Courtesy Galerie Jaeger Bucher/Jeanne-Bucher, Paris
© VG Bild-Kunst, Bonn 2012
Dado (Miodrag Djuric, 1933-2010) was born in Montenegro and went to Paris in 1956. He found support there for his work as an artist from Jean Dubuffet, Bernard Réquichot and Horst Kalinowski and was mentored by the art dealer Daniel Cordier, whose gallery was the site of his first solo exhibition in 1958. From 1960 he lived and worked in an old mill in Normandy, where his produced paintings, drawings and prints - surrealistic images, brutal and existential depictions of a fantastic horror. Dado, who was friends with Hans Bellmer and Unica Zürn since 1962, described himself as a "philosopher of everything twisted." His obsessive, often nightmarish pictures have close ties to and are rooted in Surrealism.
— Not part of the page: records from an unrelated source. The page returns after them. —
// Copyright 2025 Paygraph (https://github.com/paygraph)
//
// This program is free software: you can redistribute it and/or modify
// it under the terms of the GNU Affero General Public License as published by
// the Free Software Foundation, either version 3 of the License, or
// (at your option) any later version.
//
// This program is distributed in the hope that it will be useful,
// but WITHOUT ANY WARRANTY; without even the implied warranty of
// MERCHANTABILITY or FITNESS FOR A PARTICULAR PURPOSE. See the
// GNU Affero General Public License for more details.
//
// You should have received a copy of the GNU Affero General Public License
// along with this program. If not, see <https://www.gnu.org/licenses/>.

//! Per-record stream orchestration.
//!
//! Drives the full path for each input line: JSON decode, timestamp
//! conversion, graph ingestion, median read. Every line yields an explicit
//! [`RecordOutcome`] instead of a swallowed error, so callers can observe
//! skips without the stream ever aborting on a bad record.
//!
//! Output contract: a record that fails decoding emits no output line; a
//! stale payment is not an error and emits the unchanged median. Output line
//! count therefore equals accepted input line count.

use std::io::{BufRead, Write};

use tracing::{info, warn};

use crate::error::{PaygraphError, Result};
use crate::graph::WindowedGraph;
use crate::payment::Payment;

/// What happened to one input line.
#[derive(Debug, Clone, PartialEq, Eq)]
pub enum RecordOutcome {
    /// The record reached the graph (accepted or stale); the median after
    /// this record is carried here and belongs on the output stream.
    Emitted(String),
    /// The record never reached the graph; no output line is produced.
    Skipped(SkipReason),
}

/// Why a record was skipped before ingestion.
#[derive(Debug, Clone, PartialEq, Eq)]
pub enum SkipReason {
    /// Blank input line.
    EmptyLine,
    /// Not a valid JSON payment object, or missing fields.
    MalformedJson(String),
    /// `created_time` did not parse.
    InvalidTimestamp(String),
    /// `target` or `actor` was empty.
    EmptyParty,
}

impl From<&PaygraphError> for SkipReason {
    fn from(err: &PaygraphError) -> Self {
        match err {
            PaygraphError::MalformedRecord(source) => SkipReason::MalformedJson(source.to_string()),
            PaygraphError::InvalidTimestamp { value, .. } => {
                SkipReason::InvalidTimestamp(value.clone())
            }
            PaygraphError::EmptyParty => SkipReason::EmptyParty,
            // I/O never happens on the per-line path; keep the message anyway.
            PaygraphError::Io(source) => SkipReason::MalformedJson(source.to_string()),
        }
    }
}

/// Counters for one stream run.
#[derive(Debug, Clone, Copy, Default, PartialEq, Eq)]
pub struct StreamStats {
    /// Records that reached the graph and emitted a median.
    pub processed: u64,
    /// Records skipped before ingestion.
    pub skipped: u64,
}

/// Sequential single-writer processor around one [`WindowedGraph`].
///
/// One record is fully processed (ingest plus median read) before the next
/// is considered; nothing here suspends or blocks mid-mutation.
#[derive(Debug, Default)]
pub struct Processor {
    graph: WindowedGraph,
    stats: StreamStats,
}

impl Processor {
    /// Processor over a fresh graph with the default 60 second window.
    pub fn new() -> Self {
        Self::default()
    }

    /// Processor over a fresh graph with a custom window width.
    pub fn with_window(window_secs: i64) -> Self {
        Self {
            graph: WindowedGraph::with_window(window_secs),
            stats: StreamStats::default(),
        }
    }

    /// Handle one input line end to end.
    pub fn process_line(&mut self, line: &str) -> RecordOutcome {
        let trimmed = line.trim();
        if trimmed.is_empty() {
            self.stats.skipped += 1;
            return RecordOutcome::Skipped(SkipReason::EmptyLine);
        }

        match Payment::from_json_line(trimmed) {
            Ok(payment) => {
                self.graph
                    .ingest(&payment.target, &payment.actor, payment.timestamp);
                self.stats.processed += 1;
                RecordOutcome::Emitted(self.graph.median_degree())
            }
            Err(err) => {
                self.stats.skipped += 1;
                warn!(error = %err, "skipping undecodable payment record");
                RecordOutcome::Skipped(SkipReason::from(&err))
            }
        }
    }

    /// Run a whole stream: one median line per accepted record, in input
    /// order. Skipped records produce no output line. Only stream-level I/O
    /// failures abort the run.
    pub fn process_stream<R: BufRead, W: Write>(
        &mut self,
        reader: R,
        mut writer: W,
    ) -> Result<StreamStats> {
        for line in reader.lines() {
            let line = line?;
            if let RecordOutcome::Emitted(median) = self.process_line(&line) {
                writeln!(writer, "{median}")?;
            }
        }
        writer.flush()?;

        info!(
            processed = self.stats.processed,
            skipped = self.stats.skipped,
            nodes = self.graph.node_count(),
            edges = self.graph.edge_count(),
            "payment stream complete"
        );
        Ok(self.stats)
    }

    /// Counters so far.
    pub fn stats(&self) -> StreamStats {
        self.stats
    }

    /// The underlying graph, for inspection.
    pub fn graph(&self) -> &WindowedGraph {
        &self.graph
    }
}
They have a deep melancholy that is inherent to all living creatures and are simultaneously expressions of uncompromising humanity. Dado's pictures depicting the bustle of human misery are inhabited by numerous boisterous and grotesque monsters and peculiar creatures. The people are degenerated, swollen and misshapen, bloated and hacked to pieces. The fleshy structure has been dissolved; the ink strokes suggest a transparency, in the opaque absurdity of which horrors have established themselves and appear malleable at the same time. The forms melt, often characterising a catastrophic state of emotional dismemberment and horrifying physical decay. At a time dominated by Abstract Expressionism, Dado became an important model for such exponents of a new figuration in art as Eugen Schönebeck and Georg Baselitz. The Kunsthalle is exhibiting a selection of his early drawings dating from the 1960s.
The exhibition will be accompanied by a catalogue.